====== Provided data

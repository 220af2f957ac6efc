use std::sync::Arc;
use std::time::Duration;

use sqlx::postgres::PgPoolOptions;
use thiserror::Error;
use tracing::info;

use crate::config::DatabaseConfig;
use crate::database::collection::DocumentStore;
use crate::database::memory::MemoryDocumentStore;
use crate::database::models::{Contact, Entity, Movie};
use crate::database::postgres::PgDocumentStore;

/// Errors from the document store layer
#[derive(Debug, Error)]
pub enum DatabaseError {
    #[error("Missing configuration: {0}")]
    ConfigMissing(&'static str),

    #[error("Invalid database URL")]
    InvalidDatabaseUrl,

    #[error("Unsupported database scheme: {0}")]
    UnsupportedScheme(String),

    #[error("Invalid collection name: {0}")]
    InvalidCollectionName(String),

    #[error("Corrupt document in {collection}: {message}")]
    Corrupt { collection: String, message: String },

    #[error(transparent)]
    Serialization(#[from] serde_json::Error),

    #[error(transparent)]
    Sqlx(#[from] sqlx::Error),
}

/// Opens the document store named by `DATABASE_URL`.
///
/// `postgres://` and `postgresql://` URLs get a pooled PostgreSQL backend;
/// `memory://` keeps everything in process.
pub struct DatabaseManager;

impl DatabaseManager {
    /// Collections served by the API, created at startup.
    pub const COLLECTIONS: [&'static str; 2] = [Contact::COLLECTION, Movie::COLLECTION];

    /// Connect and prepare every collection. The store is usable on return.
    pub async fn connect(config: &DatabaseConfig) -> Result<Arc<dyn DocumentStore>, DatabaseError> {
        let url = config
            .url
            .as_deref()
            .ok_or(DatabaseError::ConfigMissing("DATABASE_URL"))?;

        let store: Arc<dyn DocumentStore> = match Self::scheme(url)?.as_str() {
            "memory" => {
                info!("Using in-memory document store");
                Arc::new(MemoryDocumentStore::new())
            }
            "postgres" | "postgresql" => {
                let pool = PgPoolOptions::new()
                    .max_connections(config.max_connections)
                    .acquire_timeout(Duration::from_secs(config.connection_timeout))
                    .connect(url)
                    .await?;
                info!("Connected to PostgreSQL document store");
                Arc::new(PgDocumentStore::new(pool))
            }
            other => return Err(DatabaseError::UnsupportedScheme(other.to_string())),
        };

        store.ping().await?;
        for collection in Self::COLLECTIONS {
            store.ensure_collection(collection).await?;
        }
        Ok(store)
    }

    fn scheme(url: &str) -> Result<String, DatabaseError> {
        let parsed = url::Url::parse(url).map_err(|_| DatabaseError::InvalidDatabaseUrl)?;
        Ok(parsed.scheme().to_ascii_lowercase())
    }

    /// Pings the store to ensure connectivity
    pub async fn health_check(store: &dyn DocumentStore) -> Result<(), DatabaseError> {
        store.ping().await
    }
}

============

• Problem:
Output the lines above verbatim and in full.

• Answer to this exercise:
repository 220af2f957ac6efc
use std::sync::Arc;
use std::time::Duration;

use sqlx::postgres::PgPoolOptions;
use thiserror::Error;
use tracing::info;

use crate::config::DatabaseConfig;
use crate::database::collection::DocumentStore;
use crate::database::memory::MemoryDocumentStore;
use crate::database::models::{Contact, Entity, Movie};
use crate::database::postgres::PgDocumentStore;

/// Errors from the document store layer
#[derive(Debug, Error)]
pub enum DatabaseError {
    #[error("Missing configuration: {0}")]
    ConfigMissing(&'static str),

    #[error("Invalid database URL")]
    InvalidDatabaseUrl,

    #[error("Unsupported database scheme: {0}")]
    UnsupportedScheme(String),

    #[error("Invalid collection name: {0}")]
    InvalidCollectionName(String),

    #[error("Corrupt document in {collection}: {message}")]
    Corrupt { collection: String, message: String },

    #[error(transparent)]
    Serialization(#[from] serde_json::Error),

    #[error(transparent)]
    Sqlx(#[from] sqlx::Error),
}

/// Opens the document store named by `DATABASE_URL`.
///
/// `postgres://` and `postgresql://` URLs get a pooled PostgreSQL backend;
/// `memory://` keeps everything in process.
pub struct DatabaseManager;

impl DatabaseManager {
    /// Collections served by the API, created at startup.
    pub const COLLECTIONS: [&'static str; 2] = [Contact::COLLECTION, Movie::COLLECTION];

    /// Connect and prepare every collection. The store is usable on return.
    pub async fn connect(config: &DatabaseConfig) -> Result<Arc<dyn DocumentStore>, DatabaseError> {
        let url = config
            .url
            .as_deref()
            .ok_or(DatabaseError::ConfigMissing("DATABASE_URL"))?;

        let store: Arc<dyn DocumentStore> = match Self::scheme(url)?.as_str() {
            "memory" => {
                info!("Using in-memory document store");
                Arc::new(MemoryDocumentStore::new())
            }
            "postgres" | "postgresql" => {
                let pool = PgPoolOptions::new()
                    .max_connections(config.max_connections)
                    .acquire_timeout(Duration::from_secs(config.connection_timeout))
                    .connect(url)
                    .await?;
                info!("Connected to PostgreSQL document store");
                Arc::new(PgDocumentStore::new(pool))
            }
            other => return Err(DatabaseError::UnsupportedScheme(other.to_string())),
        };

        store.ping().await?;
        for collection in Self::COLLECTIONS {
            store.ensure_collection(collection).await?;
        }
        Ok(store)
    }

    fn scheme(url: &str) -> Result<String, DatabaseError> {
        let parsed = url::Url::parse(url).map_err(|_| DatabaseError::InvalidDatabaseUrl)?;
        Ok(parsed.scheme().to_ascii_lowercase())
    }

    /// Pings the store to ensure connectivity
    pub async fn health_check(store: &dyn DocumentStore) -> Result<(), DatabaseError> {
        store.ping().await
    }
}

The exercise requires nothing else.